Just did an install in a USA GP-30 with the new diesel receiver. There have been issues with the PWC from the the REVOLUTION receiver and the main USA boards not operating the lighting properly.... ... I did a bit of an experiment and installed the receiver and battery in a battery car along with a 57091 PWC to Linear board designed for the trackside receiver.

Just unplugged the track pickups, plugged in a plug to just one of the input plugs, installed the speaker in the fuel tank along with a RAM alternateing ditch light kit, fired it up and everything works quite nicely... Used a 4 pin connector between the battery car and loco. Red and black for power, green and yellow for speaker.

It was a very easy hookup.

All the lights work just fine with that hookup... For an extra few bucks, the PWC/USA problem seems to be solved...
Sound is more than adequate,
Great bell on #2 button,
Horn on #3 button could be be better if it could be manually controlled but it's still very nice in the grade crossing mode.
3 different volume works great with #7, #8 and#9 buttons.
New "soft" buttons on the TX are a plus although I have had a couple stick if I pushed them off center. No big deal.

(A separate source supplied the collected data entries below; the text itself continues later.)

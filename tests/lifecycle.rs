// tests/lifecycle.rs

//! End-to-end lifecycle tests against a fake build tool and fetcher.

mod common;

use common::{file_names, setup, setup_with_recipe, FakeFetcher, FakeToolchain, HEADERS};
use kiln::recipe::orchestrator::MANIFEST_FILE;
use kiln::recipe::{
    builtin_recipe, Hook, HookEntry, Orchestrator, OrchestratorConfig, Recipe,
};
use kiln::Error;
use std::fs;
use std::sync::Arc;

fn orchestrator(
    config: OrchestratorConfig,
    toolchain: Arc<FakeToolchain>,
    fetcher: Arc<FakeFetcher>,
) -> Orchestrator {
    Orchestrator::new(config, toolchain, fetcher)
}

fn expected_headers() -> Vec<String> {
    HEADERS.iter().map(|h| h.to_string()).collect()
}

#[test]
fn test_create_static_package() {
    let (dir, ctx) = setup(&[]);
    let toolchain = Arc::new(FakeToolchain::new());
    let orch = orchestrator(
        OrchestratorConfig::default(),
        toolchain.clone(),
        Arc::new(FakeFetcher::new()),
    );

    let result = orch.create(&ctx).unwrap();
    let pkg = dir.path().join("package");

    assert_eq!(result.package.package_folder, pkg);
    assert_eq!(toolchain.calls(), vec!["configure", "build", "install"]);
    assert_eq!(file_names(&pkg.join("include/fossil/media")), expected_headers());
    assert!(pkg.join("lib/libfossil_media.a").is_file());
    assert!(!pkg.join("lib/libfossil_media.so").exists());
    assert_eq!(result.package.artifacts, vec![pkg.join("lib/libfossil_media.a")]);

    assert_eq!(result.consumer_info.libs, vec!["fossil_media".to_string()]);
    assert_eq!(result.consumer_info.includedirs, vec!["include".to_string()]);
    assert!(result.fetched_source.is_none());
    assert!(result.log.contains("=== build ===\n$ meson configure\nconfigure ok\n"));
}

#[test]
fn test_create_shared_package_same_headers() {
    let (static_dir, static_ctx) = setup(&[("shared", "False")]);
    let (shared_dir, shared_ctx) = setup(&[("shared", "True")]);

    let orch = orchestrator(
        OrchestratorConfig::default(),
        Arc::new(FakeToolchain::new()),
        Arc::new(FakeFetcher::new()),
    );
    let static_result = orch.create(&static_ctx).unwrap();
    let shared_result = orch.create(&shared_ctx).unwrap();

    let static_pkg = static_dir.path().join("package");
    let shared_pkg = shared_dir.path().join("package");

    assert!(shared_pkg.join("lib/libfossil_media.so").is_file());
    assert!(!shared_pkg.join("lib/libfossil_media.a").exists());
    assert_eq!(shared_result.package.artifacts.len(), 2);

    assert_eq!(
        file_names(&static_pkg.join("include/fossil/media")),
        file_names(&shared_pkg.join("include/fossil/media"))
    );
    assert_ne!(static_result.package_id, shared_result.package_id);

    let native = fs::read_to_string(shared_dir.path().join("builddir/kiln_meson_native.ini")).unwrap();
    assert!(native.contains("default_library = 'shared'"));
}

#[test]
fn test_build_failure_stops_before_packaging() {
    let (dir, ctx) = setup(&[]);
    let toolchain = Arc::new(FakeToolchain::failing("build"));
    let orch = orchestrator(
        OrchestratorConfig::default(),
        toolchain.clone(),
        Arc::new(FakeFetcher::new()),
    );

    let err = orch.create(&ctx).unwrap_err();
    match err {
        Error::BuildError { step, code, stderr } => {
            assert_eq!(step, "meson build");
            assert_eq!(code, Some(1));
            assert!(stderr.contains("subcommand failed"));
        }
        other => panic!("expected BuildError, got {other}"),
    }

    assert_eq!(toolchain.calls(), vec!["configure", "build"]);
    assert!(!dir.path().join("package").exists());
}

#[test]
fn test_configure_failure_is_build_error() {
    let (dir, ctx) = setup(&[]);
    let toolchain = Arc::new(FakeToolchain::failing("configure"));
    let orch = orchestrator(
        OrchestratorConfig::default(),
        toolchain.clone(),
        Arc::new(FakeFetcher::new()),
    );

    assert!(matches!(orch.create(&ctx), Err(Error::BuildError { .. })));
    assert_eq!(toolchain.calls(), vec!["configure"]);
    assert!(!dir.path().join("package").exists());
}

#[test]
fn test_package_twice_is_idempotent() {
    let (dir, ctx) = setup(&[]);
    let orch = orchestrator(
        OrchestratorConfig::default(),
        Arc::new(FakeToolchain::new()),
        Arc::new(FakeFetcher::new()),
    );

    orch.generate_toolchain(&ctx).unwrap();
    orch.build(&ctx).unwrap();
    let first = orch.package_artifacts(&ctx).unwrap();
    let include = dir.path().join("package/include/fossil/media");
    let first_names = file_names(&include);

    let second = orch.package_artifacts(&ctx).unwrap();
    assert_eq!(file_names(&include), first_names);
    assert_eq!(first.headers, second.headers);
    assert_eq!(first.artifacts, second.artifacts);
}

#[test]
fn test_empty_install_is_packaging_error() {
    let (_dir, ctx) = setup(&[]);
    let orch = orchestrator(
        OrchestratorConfig::default(),
        Arc::new(FakeToolchain::empty_install()),
        Arc::new(FakeFetcher::new()),
    );

    let err = orch.create(&ctx).unwrap_err();
    assert!(matches!(err, Error::PackagingError(ref m) if m.contains("fossil_media")));
}

#[test]
fn test_build_requires_generated_toolchain() {
    let (_dir, ctx) = setup(&[]);
    let toolchain = Arc::new(FakeToolchain::new());
    let orch = orchestrator(
        OrchestratorConfig::default(),
        toolchain.clone(),
        Arc::new(FakeFetcher::new()),
    );

    assert!(matches!(orch.build(&ctx), Err(Error::ConfigurationError(_))));
    assert!(toolchain.calls().is_empty());
}

#[test]
fn test_create_with_fetch_uses_release_tag() {
    let dir = tempfile::tempdir().unwrap();
    let ctx = kiln::RecipeContext::new(
        kiln::recipe::builtin_recipe().unwrap(),
        &[],
        common::linux_settings(),
        kiln::FolderLayout::at(dir.path()),
    )
    .unwrap();

    let fetcher = Arc::new(FakeFetcher::new());
    let orch = orchestrator(
        OrchestratorConfig::from_source(),
        Arc::new(FakeToolchain::new()),
        fetcher.clone(),
    );

    let result = orch.create(&ctx).unwrap();
    let clone = dir.path().join("fossil-media");

    let requests = fetcher.requests();
    assert_eq!(requests.len(), 1);
    assert_eq!(requests[0].tag, "v0.1.1");
    assert_eq!(requests[0].depth, 1);
    assert_eq!(requests[0].dest, clone);

    assert_eq!(result.fetched_source, Some(clone.clone()));
    assert!(clone.join("builddir/kiln_meson_native.ini").is_file());
    // Staging stays where the caller's layout put it
    assert!(dir.path().join("package/lib/libfossil_media.a").is_file());
    assert_eq!(
        file_names(&dir.path().join("package/include/fossil/media")),
        expected_headers()
    );
}

#[test]
fn test_fetch_failure_stops_run() {
    let (dir, ctx) = setup(&[]);
    let toolchain = Arc::new(FakeToolchain::new());
    let orch = orchestrator(
        OrchestratorConfig::from_source(),
        toolchain.clone(),
        Arc::new(FakeFetcher::failing()),
    );

    let err = orch.create(&ctx).unwrap_err();
    assert!(matches!(err, Error::SourceFetchError(ref m) if m.contains("v0.1.1")));
    assert!(toolchain.calls().is_empty());
    assert!(!dir.path().join("builddir").exists());
}

#[test]
fn test_manifest_and_pkg_config() {
    let (dir, ctx) = setup(&[]);
    let orch = orchestrator(
        OrchestratorConfig::default(),
        Arc::new(FakeToolchain::new()),
        Arc::new(FakeFetcher::new()),
    );

    let result = orch.create(&ctx).unwrap();
    let pkg = dir.path().join("package");

    let manifest: serde_json::Value =
        serde_json::from_str(&fs::read_to_string(pkg.join(MANIFEST_FILE)).unwrap()).unwrap();
    assert_eq!(manifest["package"]["name"], "fossil_media");
    assert_eq!(manifest["package_id"], result.package_id.as_str());
    assert_eq!(manifest["options"]["shared"], false);
    assert_eq!(manifest["library_kind"], "static");
    assert_eq!(manifest["artifacts"][0], "lib/libfossil_media.a");
    assert_eq!(manifest["consumer_info"]["libs"][0], "fossil_media");
    assert_eq!(manifest["headers"].as_array().unwrap().len(), HEADERS.len());

    let pc = fs::read_to_string(pkg.join("lib/pkgconfig/fossil_media.pc")).unwrap();
    assert!(pc.contains("Libs: -L${libdir} -lfossil_media"));
    assert_eq!(result.package.pkg_config, pkg.join("lib/pkgconfig/fossil_media.pc"));
}

#[test]
fn test_stale_artifacts_removed_between_configurations() {
    let dir = tempfile::tempdir().unwrap();
    common::write_source_tree(dir.path());
    let orch = orchestrator(
        OrchestratorConfig {
            fresh_build: true,
            ..Default::default()
        },
        Arc::new(FakeToolchain::new()),
        Arc::new(FakeFetcher::new()),
    );

    for shared in ["True", "False"] {
        let ctx = kiln::RecipeContext::new(
            kiln::recipe::builtin_recipe().unwrap(),
            &[("shared".to_string(), shared.to_string())],
            common::linux_settings(),
            kiln::FolderLayout::at(dir.path()),
        )
        .unwrap();
        orch.create(&ctx).unwrap();
    }

    let lib = dir.path().join("package/lib");
    assert!(lib.join("libfossil_media.a").is_file());
    assert!(!lib.join("libfossil_media.so").exists());
}

fn recipe_with_hooks(hooks: &[(Hook, &str)]) -> Recipe {
    let mut recipe = builtin_recipe().unwrap();
    recipe.hooks = hooks
        .iter()
        .map(|(stage, run)| HookEntry {
            stage: *stage,
            run: run.to_string(),
        })
        .collect();
    recipe
}

#[cfg(unix)]
#[test]
fn test_hooks_replace_build_and_install() {
    let recipe = recipe_with_hooks(&[
        (Hook::Build, "touch %(build_folder)s/hook.stamp"),
        (
            Hook::Package,
            "mkdir -p \"$KILN_PACKAGE_FOLDER/lib\" && touch \"$KILN_PACKAGE_FOLDER/lib/lib${KILN_PACKAGE_NAME}.a\"",
        ),
    ]);
    let (dir, ctx) = setup_with_recipe(recipe, &[]);
    let toolchain = Arc::new(FakeToolchain::new());
    let orch = orchestrator(
        OrchestratorConfig::default(),
        toolchain.clone(),
        Arc::new(FakeFetcher::new()),
    );

    let result = orch.create(&ctx).unwrap();

    assert!(toolchain.calls().is_empty());
    assert!(dir.path().join("builddir/hook.stamp").is_file());
    assert!(dir.path().join("builddir/kiln_meson_native.ini").is_file());
    assert_eq!(result.package.artifacts.len(), 1);
    // Headers are still copied after a package hook
    assert_eq!(
        file_names(&dir.path().join("package/include/fossil/media")),
        expected_headers()
    );
}

#[cfg(unix)]
#[test]
fn test_failing_build_hook() {
    let recipe = recipe_with_hooks(&[(Hook::Build, "echo broken >&2; exit 3")]);
    let (dir, ctx) = setup_with_recipe(recipe, &[]);
    let orch = orchestrator(
        OrchestratorConfig::default(),
        Arc::new(FakeToolchain::new()),
        Arc::new(FakeFetcher::new()),
    );

    match orch.create(&ctx).unwrap_err() {
        Error::BuildError { code, stderr, .. } => {
            assert_eq!(code, Some(3));
            assert!(stderr.contains("broken"));
        }
        other => panic!("expected BuildError, got {other}"),
    }
    assert!(!dir.path().join("package").exists());
}

#[test]
fn test_duplicate_hook_rejected() {
    let dir = tempfile::tempdir().unwrap();
    let recipe = recipe_with_hooks(&[(Hook::Source, "true"), (Hook::Source, "false")]);
    let err = kiln::RecipeContext::new(
        recipe,
        &[],
        common::linux_settings(),
        kiln::FolderLayout::at(dir.path()),
    )
    .unwrap_err();
    assert!(matches!(err, Error::DuplicateHook(ref stage) if stage == "source"));
}

#[test]
fn test_export_sources() {
    let (dir, ctx) = setup(&[]);
    let dest = dir.path().join("export");
    let orch = orchestrator(
        OrchestratorConfig::default(),
        Arc::new(FakeToolchain::new()),
        Arc::new(FakeFetcher::new()),
    );

    let exported = orch.export_sources(&ctx, &dest).unwrap();

    assert!(dest.join("meson.build").is_file());
    assert!(dest.join("meson.options").is_file());
    assert!(dest.join("code/logic/json.c").is_file());
    assert_eq!(
        file_names(&dest.join("code/logic/fossil/media")),
        expected_headers()
    );
    assert_eq!(exported.len(), HEADERS.len() + 3);
}

#[test]
fn test_package_folder_at_source_root_rejected() {
    let dir = tempfile::tempdir().unwrap();
    common::write_source_tree(dir.path());
    fs::write(dir.path().join("precious.c"), "int keep;\n").unwrap();

    let layout = kiln::FolderLayout::at(dir.path()).with_package_folder(std::path::Path::new("."));
    let ctx = kiln::RecipeContext::new(
        builtin_recipe().unwrap(),
        &[],
        common::linux_settings(),
        layout,
    )
    .unwrap();
    let toolchain = Arc::new(FakeToolchain::new());
    let orch = orchestrator(
        OrchestratorConfig::default(),
        toolchain.clone(),
        Arc::new(FakeFetcher::new()),
    );

    orch.generate_toolchain(&ctx).unwrap();
    orch.build(&ctx).unwrap();
    let err = orch.package_artifacts(&ctx).unwrap_err();

    assert!(matches!(err, Error::ConfigurationError(_)));
    assert!(!toolchain.calls().contains(&"install".to_string()));
    assert!(dir.path().join("precious.c").is_file());
    assert!(dir.path().join("meson.build").is_file());
    assert_eq!(
        file_names(&dir.path().join("code/logic/fossil/media")),
        expected_headers()
    );
}

#[test]
fn test_install_failure_writes_no_metadata() {
    let (dir, ctx) = setup(&[]);
    let toolchain = Arc::new(FakeToolchain::failing("install"));
    let orch = orchestrator(
        OrchestratorConfig::default(),
        toolchain.clone(),
        Arc::new(FakeFetcher::new()),
    );

    let err = orch.create(&ctx).unwrap_err();
    assert_eq!(err.step(), Some("package"));
    match err {
        Error::BuildError { step, .. } => assert_eq!(step, "meson install"),
        other => panic!("expected BuildError, got {other}"),
    }

    let pkg = dir.path().join("package");
    assert_eq!(toolchain.calls(), vec!["configure", "build", "install"]);
    assert!(!pkg.join(MANIFEST_FILE).exists());
    assert!(!pkg.join("lib/pkgconfig/fossil_media.pc").exists());
    assert!(!pkg.join("include").exists());
}
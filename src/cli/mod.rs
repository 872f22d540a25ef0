// src/cli/mod.rs
//! CLI definitions for kiln
//!
//! Each lifecycle hook is a subcommand so a package-manager host can
//! drive stages one at a time:
//! - `layout` - Show the folder layout
//! - `source` - Clone the tagged release
//! - `generate` - Write toolchain files
//! - `build` - Configure and compile
//! - `package` - Install and assemble the package folder
//! - `info` - Show consumer linkage metadata
//!
//! Convenience:
//! - `create` - Run the whole lifecycle
//! - `export` - Copy the recipe's exported sources
//! - `inspect` - Validate and print the recipe
//!
//! The actual command implementations are in the `commands` module.

use clap::{Args, Parser, Subcommand};

#[derive(Parser)]
#[command(name = "kiln")]
#[command(author = "Kiln Contributors")]
#[command(version)]
#[command(about = "Recipe orchestrator for Meson-built C libraries", long_about = None)]
pub struct Cli {
    #[command(subcommand)]
    pub command: Commands,
}

/// Arguments shared by every subcommand
#[derive(Args, Debug, Clone)]
pub struct RecipeArgs {
    /// Recipe file (default: kiln.toml in the source folder, else built-in)
    #[arg(short, long)]
    pub recipe: Option<String>,

    /// Source folder (default: current directory)
    #[arg(long)]
    pub source_folder: Option<String>,

    /// Package staging folder (default: <source>/package)
    #[arg(long)]
    pub package_folder: Option<String>,

    /// Option override, e.g. `shared=True` (repeatable)
    #[arg(short = 'o', long = "option", value_name = "NAME=VALUE")]
    pub options: Vec<String>,

    /// Setting override, e.g. `build_type=Debug` (repeatable)
    #[arg(short = 's', long = "setting", value_name = "NAME=VALUE")]
    pub settings: Vec<String>,

    /// Meson executable
    #[arg(long, default_value = "meson")]
    pub meson: String,

    /// Git executable
    #[arg(long, default_value = "git")]
    pub git: String,
}

#[derive(Subcommand)]
pub enum Commands {
    /// Show the source, build and package folders
    Layout {
        #[command(flatten)]
        recipe: RecipeArgs,
    },

    /// Clone the release tag of the upstream repository
    Source {
        #[command(flatten)]
        recipe: RecipeArgs,
    },

    /// Write Meson toolchain files into the build folder
    Generate {
        #[command(flatten)]
        recipe: RecipeArgs,

        /// Remove the build folder first
        #[arg(long)]
        fresh: bool,
    },

    /// Configure and compile with Meson
    Build {
        #[command(flatten)]
        recipe: RecipeArgs,

        /// Number of parallel compile jobs
        #[arg(short, long)]
        jobs: Option<u32>,
    },

    /// Install into the package folder and copy headers
    Package {
        #[command(flatten)]
        recipe: RecipeArgs,
    },

    /// Show linkage metadata for consumers
    Info {
        #[command(flatten)]
        recipe: RecipeArgs,

        /// Print as JSON
        #[arg(long)]
        json: bool,
    },

    /// Run the whole lifecycle
    Create {
        #[command(flatten)]
        recipe: RecipeArgs,

        /// Clone the release tag before building
        #[arg(long)]
        fetch: bool,

        /// Remove the build folder before generating
        #[arg(long)]
        fresh: bool,

        /// Number of parallel compile jobs
        #[arg(short, long)]
        jobs: Option<u32>,

        /// Write the run log to this file
        #[arg(long)]
        log_file: Option<String>,
    },

    /// Copy the recipe's exported sources into a folder
    Export {
        #[command(flatten)]
        recipe: RecipeArgs,

        /// Destination folder
        dest: String,
    },

    /// Validate the recipe and print it
    Inspect {
        #[command(flatten)]
        recipe: RecipeArgs,
    },
}
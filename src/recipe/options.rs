// src/recipe/options.rs

//! Build option resolution
//!
//! Options start at the recipe's declared defaults and may be overridden
//! from the command line. Every value is checked against the option's
//! domain before the lifecycle starts; the resolved set is immutable.

use crate::error::{Error, Result};
use serde::Serialize;
use std::collections::BTreeMap;

use super::format::{OptionSpec, OptionValue};

/// Fully resolved build options
#[derive(Debug, Clone, PartialEq, Eq, Serialize)]
#[serde(transparent)]
pub struct BuildOptions {
    values: BTreeMap<String, OptionValue>,
}

impl BuildOptions {
    /// Resolve options from recipe declarations and overrides
    ///
    /// Overrides naming an undeclared option, or carrying a value outside
    /// the declared domain, are rejected.
    pub fn resolve(
        specs: &BTreeMap<String, OptionSpec>,
        overrides: &[(String, String)],
    ) -> Result<Self> {
        let mut values: BTreeMap<String, OptionValue> = specs
            .iter()
            .map(|(name, spec)| (name.clone(), spec.default.clone()))
            .collect();

        for (name, raw) in overrides {
            let spec = specs.get(name).ok_or_else(|| {
                Error::ParseError(format!(
                    "Unknown option '{}' (declared: {})",
                    name,
                    specs.keys().cloned().collect::<Vec<_>>().join(", ")
                ))
            })?;

            let value = OptionValue::parse(raw);
            if !spec.values.contains(&value) {
                return Err(Error::ParseError(format!(
                    "Invalid value '{}' for option '{}' (allowed: {})",
                    raw,
                    name,
                    spec.values
                        .iter()
                        .map(|v| v.to_string())
                        .collect::<Vec<_>>()
                        .join(", ")
                )));
            }
            values.insert(name.clone(), value);
        }

        Ok(Self { values })
    }

    pub fn get(&self, name: &str) -> Option<&OptionValue> {
        self.values.get(name)
    }

    /// Whether a shared library is requested
    pub fn shared(&self) -> bool {
        self.get("shared").and_then(OptionValue::as_bool).unwrap_or(false)
    }

    pub fn iter(&self) -> impl Iterator<Item = (&String, &OptionValue)> {
        self.values.iter()
    }
}

/// Parse a `name=value` pair from the command line
pub fn parse_assignment(raw: &str) -> Result<(String, String)> {
    let (name, value) = raw.split_once('=').ok_or_else(|| {
        Error::ParseError(format!("Expected name=value, got '{}'", raw))
    })?;
    let name = name.trim();
    let value = value.trim();
    if name.is_empty() || value.is_empty() {
        return Err(Error::ParseError(format!(
            "Expected name=value, got '{}'",
            raw
        )));
    }
    Ok((name.to_string(), value.to_string()))
}
// src/toolchain/native_file.rs

//! Meson native file rendering
//!
//! The native file carries compiler binaries and built-in options so
//! `meson setup` needs no further flags. Installation uses prefix `/`
//! together with `--destdir`, which keeps the package folder out of the
//! configured build.

use crate::recipe::BuildOptions;
use crate::toolchain::settings::Settings;
use std::fmt::Write;

/// Contents of a Meson native file
#[derive(Debug, Clone, PartialEq, Eq)]
pub struct NativeFile {
    pub c: String,
    pub cpp: String,
    pub buildtype: String,
    pub default_library: String,
    pub prefix: String,
    pub libdir: String,
    pub includedir: String,
}

impl NativeFile {
    /// Derive the native file from settings and resolved options
    pub fn new(settings: &Settings, options: &BuildOptions) -> Self {
        let (c, cpp) = settings.compiler_binaries();
        Self {
            c,
            cpp,
            buildtype: settings.build_type.meson_buildtype().to_string(),
            default_library: if options.shared() { "shared" } else { "static" }.to_string(),
            prefix: "/".to_string(),
            libdir: "lib".to_string(),
            includedir: "include".to_string(),
        }
    }

    /// Render as Meson's INI dialect
    pub fn render(&self) -> String {
        let mut out = String::new();
        out.push_str("# Generated by kiln; do not edit\n\n");

        out.push_str("[binaries]\n");
        let _ = writeln!(out, "c = {}", quote(&self.c));
        let _ = writeln!(out, "cpp = {}", quote(&self.cpp));
        out.push('\n');

        out.push_str("[built-in options]\n");
        let _ = writeln!(out, "buildtype = {}", quote(&self.buildtype));
        let _ = writeln!(out, "default_library = {}", quote(&self.default_library));
        let _ = writeln!(out, "prefix = {}", quote(&self.prefix));
        let _ = writeln!(out, "libdir = {}", quote(&self.libdir));
        let _ = writeln!(out, "includedir = {}", quote(&self.includedir));
        out
    }
}

/// Meson string literal
fn quote(value: &str) -> String {
    format!("'{}'", value.replace('\\', "\\\\").replace('\'', "\\'"))
}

First big test for run times were with a Cordless Renovations 18.5 5600 mAh battery... Continuous running time was 6 1/2 hours with all directional lights working as well as the alternateing ditch lights... 

Don't have a sample video yet as the sound is just like the previous Youtube clips. 

As ole' Mikey says.... I like it...    


As as disclaimer, I am not on the payroll nor do I receive compensation from any of the companies mentioned above. 
I just use the products mentioned and many other manufacturers procducts not mentioned in this post because I like them.


----------



## Greg Elmassian (Jan 3, 2008)

Stan, have you noticed the "pop" in the prime mover sound loop that Michael Glavin described in the Aristo forum? 

Would sure like to have a youtube that was not 90% horn honking if you get around to it. 

Congrats on your first install. 

Greg


----------



## Stan Cedarleaf (Jan 2, 2008)

Hi Greg..... I had to listen to the sound closely to see if there was a "pop" and yup.. there is a slight cyclical "pop" but I really had to listen for it.... As voltage is increased and trains start running, I don't think it's a factor at all... 

Image of the battery car install and a video of the running sound tests..


----------



## livesteam53 (Jan 4, 2008)

I think for the money it works well. So their you have it. 
The most sound for the least amount of money spent.
Thanks for posting Stan...


----------



## krogerssolar (Jan 8, 2009)

Stan your install sounds great what speaker was used in the GP-30 ill be ordering two next week and wondering what speaker I should get.


----------



## Stan Cedarleaf (Jan 2, 2008)

Posted By krogerssolar on 27 Oct 2012 04:01 PM 
Stan your install sounds great what speaker was used in the GP-30 ill be ordering two next week and wondering what speaker I should get. Kroger... The speaker is a 2 1/2 inch without tabs..... Similar to the Phoenix 2 5/8 inch....


----------



## Dick413 (Jan 7, 2008)

hi stan 
looks good and clean. you said alternateing ditch lights, you added them what did you use?


----------



## Dave F (Jan 2, 2008)

Hey, Stan. 
Don't stray too far from your phone or computer. I'll probably be doing the same thing to my GP30 shortly. I may need some guidance.. 
Nice job. 

DF


----------



## Stan Cedarleaf (Jan 2, 2008)

Dick... I used the RAM 24 Volt Ditchlight Kit #RAM 128 Very simple to install... 

Dave..... You have my number....


----------



## Dick413 (Jan 7, 2008)

thanks stan 
also the layout looks good


----------



## blueregal (Jan 3, 2008)

Stan, the grey board next to the Aristo, with the charging jack, where did you get it, what brand, price also if you could I use one similar to that from one of the train accessory people. Would be interested in knowing thanks Regal


----------



## Greg Elmassian (Jan 3, 2008)

It it the "Base Station PWC to linear" converter board from Aristo, CRE57091, $19.20 ..... look on their site under the Revolution section. 

Greg


----------